The Senior Information Security Officer will be a member of the Business Information Security Officer's (BISO) organization and work closely with the line of business Chief Information Officers (CIOs)/Chief Technology Officers (CTOs). In this role, you will be supporting the Real Time Communications and Productivity Team to develop a deep understanding of the business in order to have specialized information security risk-based discussions. This relationship will ensure a focus on the right risk priorities. You will also provide guidance on information security topics, policies and controls. Additionally, this role will support strategic and highly visible portfolio rollouts - M365, Mobile Modernization and Virtual Desktop.

Scale/Scope

• Possess strong / experienced cybersecurity engineering and/or application security background; with solid knowledge of SDLC from design, testing, deployment to post-production and the different risk elements associated with each step.
• Serves as an Information Security subject matter expert and participates in the development, implementation and maintenance of information security for the line of business (LOB)
• Provides guidance and advocacy regarding the prioritization of LOB investments that impact information security
• Advises LOB management on risk issues related to information security and recommends actions in support of the bank's wider risk management and compliance programs
• Consults on Virtual Desktop strategy, design, implementation and migration
• Resilient infrastructure
• Stateful to stateless
• Consults on Mobile security strategy, design, implementation and migration for LOB projects
• For key initiatives - Assess security opportunities and challenges and partner to determine best future state
• Influence and drive collaboration across teams for key initiatives, bringing in key stakeholders
• Serve as subject matter expert in BISO process and participate in training for new employees
• Monitors information security trends internal and external to the bank and keeps LOB leadership informed about information security-related issues
• Serve as the backup for teammate responsible for supporting our End User Platforms - another high profile & visible portfolio
• For key initiatives - Assess security opportunities and challenges and partner to determine best future state
• Manages quality control and reporting
• Ensures compliance with policies and laws

Required Skills
• Information Security & Technology professional with 10+ years of experience in application development and/or Information Security
• 5+ years of risk management experience with proven ability to effectively apply risk principles to challenging business situations
• Subject matter expertise in application security, cloud security, DevSecOps, application architecture, design patterns, vulnerability testing and development of risk appetite
• Experience evaluating cyber security controls and providing guidance for platform or distributed computing platforms, including (Cloud/SaaS/IaaS/PaaS)
• Knowledge in Windows, Midrange and Mainframe Platforms with emphasis on security and access controls.
• Exceptional executive presentation and communication skills
• Excellent influencing and problem resolution skills
• Ability to be comfortable delivering messages across a wide spectrum of individuals having varying degrees of technical understanding
• Strong leadership skills and qualities which enable you to work with peers and various levels of management

Desired Skills
• Experience working on cloud implementations in Microsoft Azure, Amazon Web Services and Google Cloud Platform environments
• Bachelors and/or Master's degree in Computer Science, Information Technology or related field

Shift:
1st shift (United States of America)

Hours Per Week:
40

Pay Transparency details

US - CO - Denver - 1144 15th St (CO9926), US - DC - Washington - 1800 K St NW - 1800 K Street NW (DC1842)

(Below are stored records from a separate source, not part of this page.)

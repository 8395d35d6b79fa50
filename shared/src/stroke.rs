use serde::{Deserialize, Serialize};

use crate::geometry::distance_to_segment;
use crate::Point;

#[derive(Serialize, Deserialize, Clone, Debug, PartialEq)]
#[serde(rename_all = "snake_case")]
pub enum Ink {
    Color(String),
    /// Paints by removing what lies underneath.
    EraseMarker,
}

#[derive(Serialize, Deserialize, Clone, Debug, PartialEq)]
pub struct Stroke {
    pub path: Vec<Point>,
    pub ink: Ink,
    pub width: f32,
}

impl Stroke {
    pub fn is_degenerate(&self) -> bool {
        self.path.len() <= 1
    }

    fn with_path(&self, path: Vec<Point>) -> Stroke {
        Stroke {
            path,
            ink: self.ink.clone(),
            width: self.width,
        }
    }
}

/// Runs one erase pass of an eraser circle of diameter `eraser_size` centred
/// at `center`. Every segment within reach of the circle is dropped and the
/// surviving runs become separate strokes. Returns whether anything changed.
pub fn erase_pass(strokes: &mut Vec<Stroke>, center: Point, eraser_size: f32) -> bool {
    let radius = eraser_size as f64 / 2.0;
    let mut changed = false;
    let mut kept = Vec::with_capacity(strokes.len());
    for stroke in strokes.drain(..) {
        match split_stroke(&stroke, center, radius) {
            Some(pieces) => {
                changed = true;
                kept.extend(pieces);
            }
            None => kept.push(stroke),
        }
    }
    *strokes = kept;
    changed
}

fn split_stroke(stroke: &Stroke, center: Point, radius: f64) -> Option<Vec<Stroke>> {
    let reach = radius + stroke.width as f64 / 2.0;
    let mut pieces = Vec::new();
    let mut run = Vec::new();
    let mut hit = false;
    for (index, point) in stroke.path.iter().enumerate() {
        if index == 0 {
            run.push(*point);
            continue;
        }
        let previous = stroke.path[index - 1];
        if distance_to_segment(center, previous, *point) <= reach {
            hit = true;
            flush_run(stroke, &mut run, &mut pieces);
        } else {
            run.push(*point);
        }
    }
    if !hit {
        return None;
    }
    flush_run(stroke, &mut run, &mut pieces);
    Some(pieces)
}

fn flush_run(stroke: &Stroke, run: &mut Vec<Point>, pieces: &mut Vec<Stroke>) {
    let path = std::mem::take(run);
    if path.len() > 1 {
        pieces.push(stroke.with_path(path));
    }
}

#[cfg(test)]
mod tests {
    use super::*;

    fn line(from: f32, to: f32, step: f32) -> Stroke {
        let mut path = Vec::new();
        let mut x = from;
        while x <= to {
            path.push(Point::new(x, 0.0));
            x += step;
        }
        Stroke {
            path,
            ink: Ink::Color("#ff0000".to_string()),
            width: 2.0,
        }
    }

    #[test]
    fn short_segment_under_eraser_is_consumed() {
        let mut strokes = vec![Stroke {
            path: vec![Point::new(47.0, 0.0), Point::new(53.0, 0.0)],
            ink: Ink::Color("#000".to_string()),
            width: 2.0,
        }];
        assert!(erase_pass(&mut strokes, Point::new(50.0, 0.0), 10.0));
        assert!(strokes.is_empty());
    }

    #[test]
    fn long_stroke_splits_into_two_sides() {
        let mut strokes = vec![line(0.0, 100.0, 1.0)];
        assert!(erase_pass(&mut strokes, Point::new(50.0, 0.0), 10.0));
        assert_eq!(strokes.len(), 2);
        let left = &strokes[0];
        let right = &strokes[1];
        assert!(left.path.len() > 1 && right.path.len() > 1);
        assert_eq!(left.path.first(), Some(&Point::new(0.0, 0.0)));
        assert!(left.path.iter().all(|p| p.x < 50.0));
        assert!(right.path.iter().all(|p| p.x > 50.0));
        assert_eq!(right.path.last(), Some(&Point::new(100.0, 0.0)));
        assert_eq!(left.ink, Ink::Color("#ff0000".to_string()));
        assert_eq!(right.width, 2.0);
    }

    #[test]
    fn stroke_width_extends_reach() {
        let mut thin = vec![Stroke {
            path: vec![Point::new(0.0, 8.0), Point::new(100.0, 8.0)],
            ink: Ink::Color("#000".to_string()),
            width: 2.0,
        }];
        assert!(!erase_pass(&mut thin, Point::new(50.0, 0.0), 10.0));
        assert_eq!(thin.len(), 1);

        let mut thick = vec![Stroke {
            path: vec![Point::new(0.0, 8.0), Point::new(100.0, 8.0)],
            ink: Ink::Color("#000".to_string()),
            width: 6.0,
        }];
        assert!(erase_pass(&mut thick, Point::new(50.0, 0.0), 10.0));
        assert!(thick.is_empty());
    }

    #[test]
    fn untouched_strokes_keep_their_order() {
        let far = Stroke {
            path: vec![Point::new(0.0, 200.0), Point::new(10.0, 200.0)],
            ink: Ink::Color("#111".to_string()),
            width: 1.0,
        };
        let mut strokes = vec![far.clone(), line(0.0, 100.0, 1.0), far.clone()];
        erase_pass(&mut strokes, Point::new(50.0, 0.0), 10.0);
        assert_eq!(strokes.len(), 4);
        assert_eq!(strokes[0], far);
        assert_eq!(strokes[3], far);
    }

    #[test]
    fn passes_compound() {
        let mut strokes = vec![line(0.0, 100.0, 1.0)];
        erase_pass(&mut strokes, Point::new(30.0, 0.0), 6.0);
        erase_pass(&mut strokes, Point::new(70.0, 0.0), 6.0);
        assert_eq!(strokes.len(), 3);
        assert!(strokes.iter().all(|stroke| !stroke.is_degenerate()));
    }

    #[test]
    fn miss_changes_nothing() {
        let before = vec![line(0.0, 10.0, 1.0)];
        let mut strokes = before.clone();
        assert!(!erase_pass(&mut strokes, Point::new(50.0, 50.0), 10.0));
        assert_eq!(strokes, before);
    }
}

Pay and benefits information

Pay range

$141,700.00 - $206,100.00 annualized salary, offers to be determined based on experience, education and skill set.

Discretionary incentive eligible

This role is eligible to participate in the annual discretionary plan. Employees are eligible for an annual discretionary award based on their overall individual performance results and behaviors, the performance and contributions of their line of business and/or group; and the overall success of the Company.

Benefits

This role is currently benefits eligible. We provide industry-leading benefits, access to paid time off, resources and support to our employees so they can make a genuine impact and contribute to the sustainable growth of our business and the communities we serve.